◆ **Saved data entries**
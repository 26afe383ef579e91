//! On-disk identity: the local long-term X25519 key pair.
//!
//! One 64-byte file, `public_key (32) || secret_key (32)`, found via
//! `COURIER_IDENTITY_PATH` or at `$HOME/.courier/identity.key`. Loading
//! is fail-closed: a file of the wrong length, or one readable by group
//! or world, stops the daemon instead of silently minting a fresh
//! identity. First run creates the directory 0700 and the file 0600.
//! Secret bytes stay out of the logs, and scratch buffers are zeroized.

use std::fmt;
use std::fs;
use std::io;
use std::os::unix::fs::PermissionsExt;
use std::path::{Path, PathBuf};

use zeroize::Zeroize;

use crate::codec::{generate_keypair, KeyPair, KEY_LEN};

// ── Constants ───────────────────────────────────────────────

/// Identity file length: two raw 32-byte keys.
const KEY_FILE_LEN: usize = 2 * KEY_LEN;

/// Only mode the identity file may carry.
const KEY_FILE_MODE: u32 = 0o600;

/// Mode given to the identity directory when this module creates it.
const KEY_DIR_MODE: u32 = 0o700;

/// Loosest acceptable mode for an existing identity directory.
const KEY_DIR_MAX_MODE: u32 = 0o700;

/// Env override for the identity file path.
const ENV_IDENTITY_PATH: &str = "COURIER_IDENTITY_PATH";

/// Default subdirectory under $HOME.
const DEFAULT_DIR_NAME: &str = ".courier";

/// Default key file name.
const DEFAULT_FILE_NAME: &str = "identity.key";

// ── Error type ──────────────────────────────────────────────

/// Why an identity could not be located, read, or minted.
#[derive(Debug)]
pub enum KeyStoreError {
    /// No path to work with: neither the env override nor HOME is set.
    NoHomePath,
    /// The identity directory grants group or world access.
    DirTooPermissive { path: PathBuf, mode: u32 },
    /// The identity file is not mode 0600.
    FileTooPermissive { path: PathBuf, mode: u32 },
    /// The identity file is not exactly 64 bytes.
    CorruptKeyFile { path: PathBuf, actual_len: usize },
    /// Filesystem I/O error.
    Io(io::Error),
}

impl fmt::Display for KeyStoreError {
    fn fmt(&self, f: &mut fmt::Formatter<'_>) -> fmt::Result {
        match self {
            Self::NoHomePath => write!(
                f,
                "cannot locate the identity file: set {} or HOME",
                ENV_IDENTITY_PATH
            ),
            Self::DirTooPermissive { path, mode } => write!(
                f,
                "identity directory {:?} is mode {:04o}; only owner access (at most {:04o}) is allowed",
                path, mode, KEY_DIR_MAX_MODE
            ),
            Self::FileTooPermissive { path, mode } => write!(
                f,
                "identity file {:?} must be mode {:04o}, found {:04o}",
                path, KEY_FILE_MODE, mode
            ),
            Self::CorruptKeyFile { path, actual_len } => write!(
                f,
                "identity file {:?} holds {} bytes instead of {}; refusing to start on possible corruption",
                path, actual_len, KEY_FILE_LEN
            ),
            Self::Io(e) => write!(f, "identity store I/O: {}", e),
        }
    }
}

impl std::error::Error for KeyStoreError {}

impl From<io::Error> for KeyStoreError {
    fn from(e: io::Error) -> Self {
        Self::Io(e)
    }
}

// ── Public API ──────────────────────────────────────────────

/// Where the identity file lives: the env override wins, otherwise
/// `$HOME/.courier/identity.key`.
pub fn resolve_key_path() -> Result<PathBuf, KeyStoreError> {
    if let Ok(custom) = std::env::var(ENV_IDENTITY_PATH) {
        if !custom.is_empty() {
            return Ok(PathBuf::from(custom));
        }
    }
    match std::env::var("HOME") {
        Ok(home) if !home.is_empty() => Ok(PathBuf::from(home)
            .join(DEFAULT_DIR_NAME)
            .join(DEFAULT_FILE_NAME)),
        _ => Err(KeyStoreError::NoHomePath),
    }
}

/// Create the identity directory 0700 if missing; reject an existing one
/// that grants group or world access.
pub fn ensure_parent_dir_secure(path: &Path) -> Result<(), KeyStoreError> {
    let parent = match path.parent() {
        Some(p) if !p.as_os_str().is_empty() => p,
        _ => {
            return Err(KeyStoreError::Io(io::Error::new(
                io::ErrorKind::InvalidInput,
                "key path has no parent directory",
            )))
        }
    };

    if parent.exists() {
        let meta = fs::metadata(parent)?;
        let mode = meta.permissions().mode() & 0o777;
        if mode & !KEY_DIR_MAX_MODE != 0 {
            return Err(KeyStoreError::DirTooPermissive {
                path: parent.to_path_buf(),
                mode,
            });
        }
        Ok(())
    } else {
        fs::create_dir_all(parent)?;
        fs::set_permissions(parent, fs::Permissions::from_mode(KEY_DIR_MODE))?;
        eprintln!("[keystore] new identity directory {:?}", parent);
        Ok(())
    }
}

/// The identity file must be exactly mode 0600.
pub fn validate_file_mode_0600(path: &Path) -> Result<(), KeyStoreError> {
    let meta = fs::metadata(path)?;
    let mode = meta.permissions().mode() & 0o777;
    if mode != KEY_FILE_MODE {
        return Err(KeyStoreError::FileTooPermissive {
            path: path.to_path_buf(),
            mode,
        });
    }
    Ok(())
}

/// Load the identity, or mint one on first run. An existing file is
/// validated for length and mode and is never overwritten; corruption and
/// permission violations are hard errors.
pub fn load_or_create_keypair(path: &Path) -> Result<KeyPair, KeyStoreError> {
    ensure_parent_dir_secure(path)?;

    if path.exists() {
        load_keypair(path)
    } else {
        create_keypair(path)
    }
}

// ── Internal helpers ────────────────────────────────────────

/// Read and validate an existing identity file.
fn load_keypair(path: &Path) -> Result<KeyPair, KeyStoreError> {
    validate_file_mode_0600(path)?;

    let mut data = fs::read(path)?;
    if data.len() != KEY_FILE_LEN {
        let actual_len = data.len();
        data.zeroize();
        return Err(KeyStoreError::CorruptKeyFile {
            path: path.to_path_buf(),
            actual_len,
        });
    }

    let mut public_key = [0u8; KEY_LEN];
    let mut secret_key = [0u8; KEY_LEN];
    public_key.copy_from_slice(&data[..KEY_LEN]);
    secret_key.copy_from_slice(&data[KEY_LEN..]);
    data.zeroize();

    eprintln!("[keystore] identity loaded from {:?}", path);

    Ok(KeyPair {
        public_key,
        secret_key,
    })
}

/// Mint a fresh key pair and write it atomically: temp file, chmod,
/// rename.
fn create_keypair(path: &Path) -> Result<KeyPair, KeyStoreError> {
    let kp = generate_keypair();

    // 64-byte payload: public_key || secret_key
    let mut buf = [0u8; KEY_FILE_LEN];
    buf[..KEY_LEN].copy_from_slice(&kp.public_key);
    buf[KEY_LEN..].copy_from_slice(&kp.secret_key);

    let parent = path.parent().ok_or_else(|| {
        KeyStoreError::Io(io::Error::new(
            io::ErrorKind::InvalidInput,
            "key path has no parent directory",
        ))
    })?;

    let tmp_name = format!("{}.tmp.{}", DEFAULT_FILE_NAME, std::process::id());
    let tmp_path = parent.join(&tmp_name);

    fs::write(&tmp_path, buf)?;
    fs::set_permissions(&tmp_path, fs::Permissions::from_mode(KEY_FILE_MODE))?;
    fs::rename(&tmp_path, path)?;

    buf.zeroize();

    validate_file_mode_0600(path)?;

    eprintln!("[keystore] minted identity at {:?}", path);

    Ok(kp)
}

// ── Tests ───────────────────────────────────────────────────

#[cfg(test)]
mod tests {
    use super::*;

    fn temp_dir(tag: &str) -> PathBuf {
        let dir = std::env::temp_dir().join(format!(
            "courier-keystore-{}-{}",
            tag,
            std::process::id()
        ));
        let _ = fs::remove_dir_all(&dir);
        dir
    }

    #[test]
    fn resolve_path_uses_env_override() {
        let orig = std::env::var(ENV_IDENTITY_PATH).ok();
        std::env::set_var(ENV_IDENTITY_PATH, "/tmp/test-courier-key");

        let path = resolve_key_path();
        assert_eq!(path.unwrap(), PathBuf::from("/tmp/test-courier-key"));

        match orig {
            Some(v) => std::env::set_var(ENV_IDENTITY_PATH, v),
            None => std::env::remove_var(ENV_IDENTITY_PATH),
        }
    }

    #[test]
    fn create_then_load_roundtrip() {
        let dir = temp_dir("roundtrip");
        let path = dir.join("identity.key");

        let created = load_or_create_keypair(&path).unwrap();
        assert!(path.exists());

        let loaded = load_or_create_keypair(&path).unwrap();
        assert_eq!(loaded.public_key, created.public_key);
        assert_eq!(loaded.secret_key, created.secret_key);

        let _ = fs::remove_dir_all(&dir);
    }

    #[test]
    fn created_file_has_mode_0600() {
        let dir = temp_dir("mode");
        let path = dir.join("identity.key");
        load_or_create_keypair(&path).unwrap();

        let mode = fs::metadata(&path).unwrap().permissions().mode() & 0o777;
        assert_eq!(mode, KEY_FILE_MODE);

        let _ = fs::remove_dir_all(&dir);
    }

    #[test]
    fn corrupt_file_is_rejected_not_regenerated() {
        let dir = temp_dir("corrupt");
        fs::create_dir_all(&dir).unwrap();
        fs::set_permissions(&dir, fs::Permissions::from_mode(KEY_DIR_MODE)).unwrap();
        let path = dir.join("identity.key");
        fs::write(&path, [0u8; 32]).unwrap();
        fs::set_permissions(&path, fs::Permissions::from_mode(KEY_FILE_MODE)).unwrap();

        let result = load_or_create_keypair(&path);
        assert!(matches!(
            result,
            Err(KeyStoreError::CorruptKeyFile { actual_len: 32, .. })
        ));
        // The corrupt file must still be there, untouched.
        assert_eq!(fs::read(&path).unwrap().len(), 32);

        let _ = fs::remove_dir_all(&dir);
    }

    #[test]
    fn permissive_file_is_rejected() {
        let dir = temp_dir("perm");
        fs::create_dir_all(&dir).unwrap();
        fs::set_permissions(&dir, fs::Permissions::from_mode(KEY_DIR_MODE)).unwrap();
        let path = dir.join("identity.key");
        fs::write(&path, [0u8; KEY_FILE_LEN]).unwrap();
        fs::set_permissions(&path, fs::Permissions::from_mode(0o644)).unwrap();

        let result = load_or_create_keypair(&path);
        assert!(matches!(
            result,
            Err(KeyStoreError::FileTooPermissive { mode: 0o644, .. })
        ));

        let _ = fs::remove_dir_all(&dir);
    }

    #[test]
    fn error_display_corrupt() {
        let err = KeyStoreError::CorruptKeyFile {
            path: PathBuf::from("/tmp/test"),
            actual_len: 32,
        };
        let msg = err.to_string();
        assert!(msg.contains("32"));
        assert!(msg.contains("64"));
        assert!(msg.contains("corruption"));
    }
}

◆ **Task goal**
Lines in the data above may contain the word "metadata"; count them and give only the number.

◆ **Task answer**
3